Rendering unconsciousness through Flashing Lights?

This is a tad odd, but I have noticed when I am driving along a stand of trees and the sun flashes quickly in the car - like a daytime strobe light - I get the sensation of passing out, or wanting to fall asleep. Why is this?
Is there some aspect of neural connectivity/activity that immediately forces me to want to fall asleep from fast bursts of flashing light?
I asked several co-workers at work and some looked at me funny, others knew the feeling. And so as not to make a complete fool of myself, I asked Mrs.Phlosphr if this has ever happened to her…it has.
Whats up?

I don’t know for sure, but strobe effects are known to set off epilepsy - you might want to get this checked out.

However, I myself went into some sort of shock state after staring into a strobe light at a rave once. Really odd sensation, so it might be that.

I don’t know the exact cause of this, but I thought I’d share a related story.

A few years ago I was having trouble falling asleep. So one night I decided to be as aware as possible of what was going on in my head until I fell asleep. The next morning, the last thing I could remember of the night before were some flashing lights, presumably just before I fell asleep. This happened several nights. So for me anyway, it would appear the flashing lights are somehow linked to me going into an unconscious state.

But now I use this to help me fall asleep. Whenever I’m having trouble falling asleep, I imagine I’m looking at a lighthouse with a rotating light where the beam sweeps right over my face. The rythmic flashing works every time and I go right to sleep. Strange.

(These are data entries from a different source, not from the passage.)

pub mod http_client;
use thiserror::Error;

#[derive(Error, Debug)]
pub enum IngestError {
    #[error("HTTP request failed: {0}")]
    Http(#[from] reqwest::Error),

    #[error("JSON deserialization failed: {0}")]
    Json(#[from] serde_json::Error),

    #[error("TOML deserialization failed: {0}")]
    Toml(#[from] toml::de::Error),

    #[error("I/O error: {0}")]
    Io(#[from] std::io::Error),

    #[error("Configuration error: {0}")]
    Config(String),

    #[error("Malformed raw payload: {0}")]
    MalformedPayload(String),

    #[error("Unknown source adapter(s): {0}")]
    UnknownSource(String),

    #[error("Source error: {message}")]
    Source { message: String },
}

pub type Result<T> = std::result::Result<T, IngestError>;
use serde_json::json;
use tracing::{info, instrument};

use crate::constants::YALE_EDU_SOURCE;
use crate::error::Result;
use crate::types::{CourseSource, RawRecord};

pub struct YaleEduSource;

impl Default for YaleEduSource {
    fn default() -> Self {
        Self::new()
    }
}

impl YaleEduSource {
    pub fn new() -> Self {
        Self
    }
}

#[async_trait::async_trait]
impl CourseSource for YaleEduSource {
    fn name(&self) -> &str {
        YALE_EDU_SOURCE
    }

    fn domain(&self) -> &str {
        "summer.yale.edu"
    }

    #[instrument(skip(self))]
    async fn crawl(&self) -> Result<Vec<RawRecord>> {
        let records = vec![
            json!({
                "source_url": "https://summer.yale.edu/programs/creative-writing-workshop",
                "headline": "Creative Writing Workshop",
                "discipline": "English",
                "body": "Develop your voice through fiction, poetry, and creative nonfiction.",
                "duration_text": "6 weeks",
                "term": "Session 1",
                "credits": 3,
                "schedule_text": "Mon, Wed 2:00 PM - 4:00 PM",
                "room": "Humanities Hall, Room 102",
                "school": "Yale University"
            }),
            json!({
                "source_url": "https://summer.yale.edu/programs/american-literature-contemporary-voices",
                "headline": "American Literature: Contemporary Voices",
                "discipline": "English",
                "body": "Explore contemporary American literature from diverse perspectives.",
                "duration_text": "4 weeks",
                "term": "Session 1",
                "credits": 3,
                "schedule_text": "Tue, Thu 10:00 AM - 12:30 PM",
                "room": "Online (live sessions on Zoom)",
                "school": "Yale University",
                "tuition": 2950
            }),
        ];

        info!("Collected {} records from {}", records.len(), self.name());
        Ok(records)
    }
}
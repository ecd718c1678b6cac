use anyhow::Context;
use chrono::{DateTime, Utc};
use clap::{Args, Parser, Subcommand};
use std::path::PathBuf;
use std::sync::Arc;
use tracing::{error, info};

use course_crawler::apis::select_sources;
use course_crawler::config::Config;
use course_crawler::infra::http_client::ReqwestHttp;
use course_crawler::logging;
use course_crawler::pipeline::ingestion::crawl_sources;
use course_crawler::pipeline::orchestrator::run_to_files;
use course_crawler::pipeline::storage::write_json;
use course_crawler::pipeline::{Orchestrator, RunReport};

#[derive(Parser)]
#[command(name = "course_crawler")]
#[command(about = "Crawl course listings and reconcile them into a deduplicated dataset")]
#[command(version)]
struct Cli {
    /// Config file (defaults to $COURSE_CRAWLER_CONFIG or config.toml)
    #[arg(long, global = true)]
    config: Option<PathBuf>,

    #[command(subcommand)]
    command: Commands,
}

#[derive(Subcommand)]
enum Commands {
    /// Run the source adapters and write the raw payload
    Crawl {
        /// Specific sources to crawl (comma-separated). Default: all
        #[arg(long, value_delimiter = ',')]
        sources: Option<Vec<String>>,
        /// Raw payload output path
        #[arg(long)]
        output: Option<PathBuf>,
    },
    /// Normalize, validate and deduplicate a raw payload into dataset + report
    Process(ProcessArgs),
    /// Crawl, then process
    Run {
        #[arg(long, value_delimiter = ',')]
        sources: Option<Vec<String>>,
        #[command(flatten)]
        process: ProcessArgs,
    },
}

#[derive(Args)]
struct ProcessArgs {
    /// Raw payload input path
    #[arg(long)]
    input: Option<PathBuf>,
    /// Accepted dataset output path
    #[arg(long)]
    output: Option<PathBuf>,
    /// Run report output path
    #[arg(long)]
    report: Option<PathBuf>,
    /// Fixed run timestamp (RFC 3339) for reproducible output
    #[arg(long)]
    generated_at: Option<DateTime<Utc>>,
}

async fn crawl(config: &Config, sources: Option<Vec<String>>, output: PathBuf) -> anyhow::Result<()> {
    let http = Arc::new(ReqwestHttp::new(&config.crawl)?);
    let sources = select_sources(config, http, sources.as_deref())?;

    let payload = crawl_sources(&sources).await;
    write_json(&output, &payload)
        .with_context(|| format!("writing raw payload to {}", output.display()))?;

    println!(
        "Collected {} records ({} source errors) into {}",
        payload.records.len(),
        payload.errors.len(),
        output.display()
    );
    Ok(())
}

fn process(config: &Config, args: ProcessArgs) -> anyhow::Result<RunReport> {
    let input = args.input.unwrap_or_else(|| config.output.raw_path.clone());
    let output = args.output.unwrap_or_else(|| config.output.dataset_path.clone());
    let report_path = args.report.unwrap_or_else(|| config.output.report_path.clone());
    let run_timestamp = args.generated_at.unwrap_or_else(Utc::now);

    let orchestrator = Orchestrator::from_config(config);
    let report = run_to_files(&orchestrator, &input, &output, &report_path, run_timestamp)
        .with_context(|| format!("processing {}", input.display()))?;

    println!("Processed {} records.", report.counts.fetched);
    println!(
        "Accepted: {}, Rejected: {}, Deduped: {}",
        report.counts.accepted, report.counts.rejected, report.counts.deduped
    );
    println!("Report written to {}", report_path.display());
    Ok(report)
}

#[tokio::main]
async fn main() -> anyhow::Result<()> {
    dotenv::dotenv().ok();

    let cli = Cli::parse();
    let config = match &cli.config {
        Some(path) => Config::load_from(path)?,
        None => Config::load()?,
    };
    logging::init_logging(&config.logging);

    let result = match cli.command {
        Commands::Crawl { sources, output } => {
            let output = output.unwrap_or_else(|| config.output.raw_path.clone());
            crawl(&config, sources, output).await
        }
        Commands::Process(args) => process(&config, args).map(|_| ()),
        Commands::Run { sources, process: args } => {
            let raw_path = args.input.clone().unwrap_or_else(|| config.output.raw_path.clone());
            info!("Step 1: crawling sources into {}", raw_path.display());
            crawl(&config, sources, raw_path.clone()).await?;

            info!("Step 2: processing {}", raw_path.display());
            process(&config, ProcessArgs { input: Some(raw_path), ..args }).map(|_| ())
        }
    };

    if let Err(e) = &result {
        error!("Run failed: {:#}", e);
    }
    result
}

There is a type of epilepsy called Photosensitive epilepsy. Flashing lights or light effects can trigger it (hence the warning at the start of some TV programmes or concerts.

Although you aren’t having siezures, It does sound like you are certainly prone to photosensitive effects.

I would mention it at your next checkup. or else take a different route home :wink:

For centuries people have been using bright flashing light as one of several non-chemical routes to exploring your interior mental landscape (or in modern terms, triggering abnormal brain states.) One of the old “alchemist secrets” describes lying in the sun with your head under a spoked wheel while you (or your acolyte) cranks it by hand.

Strobe lights were popular for awhile, but currently “Brain Machines” are the big fad. These are plastic sunglasses with LEDs mounted in front of your eyes, with a processor flashing the LEDs in fancy time patterns:

http://www.realization.org/page/topics/neurotech.htm

Try searching on:

+“non-chemical” +“altered states”

Very interesting!! I was not expecting two totally different references to epilepsy! Not that I think I have it, or even surmise that I have anyform of epilepsy, but it’s weird all the same.
I don’t know about epilepsy, but I do know I asked several coworkers if the same phenomenon had occured with them, and several of them replied , YES!! So what is going on here? The seriousness of the subject is certainly interwoven in the peculiarness. That being said, what is the phenomenon we are talking about actually called? I have a masters in environmental psych and I still am quite unsure as to what is happening. I should have remained awake in my psycho-pathology classes!

i know this happens a lot with pilots flying twords in the sun in one of those single propeller dealies

At dances when the strobe light comes on I sometime get a spaced out feeling, a lot like shock. It wasn’t a passing out feeling it was just a seperated dulled senses feeling.

The artist Bryon Gysin developed what he called The Dream Machine which used flashing light to cause the viewer to have powerful hallucinations. There’s also the movie Looker which involves a strobe light weapon that causes people to blank out for several seconds.

Cecil addressed epileptic seizures brought on by strobe lights here: Why do theaters warn audiences when a strobe is used in a play?

Sometimes I zone out momentarily at night when the car in front of me has a bright yellow turn signal flashing.

The photosensitive epilepsy angle was used to dramatic effect in “The Andromeda Strain.”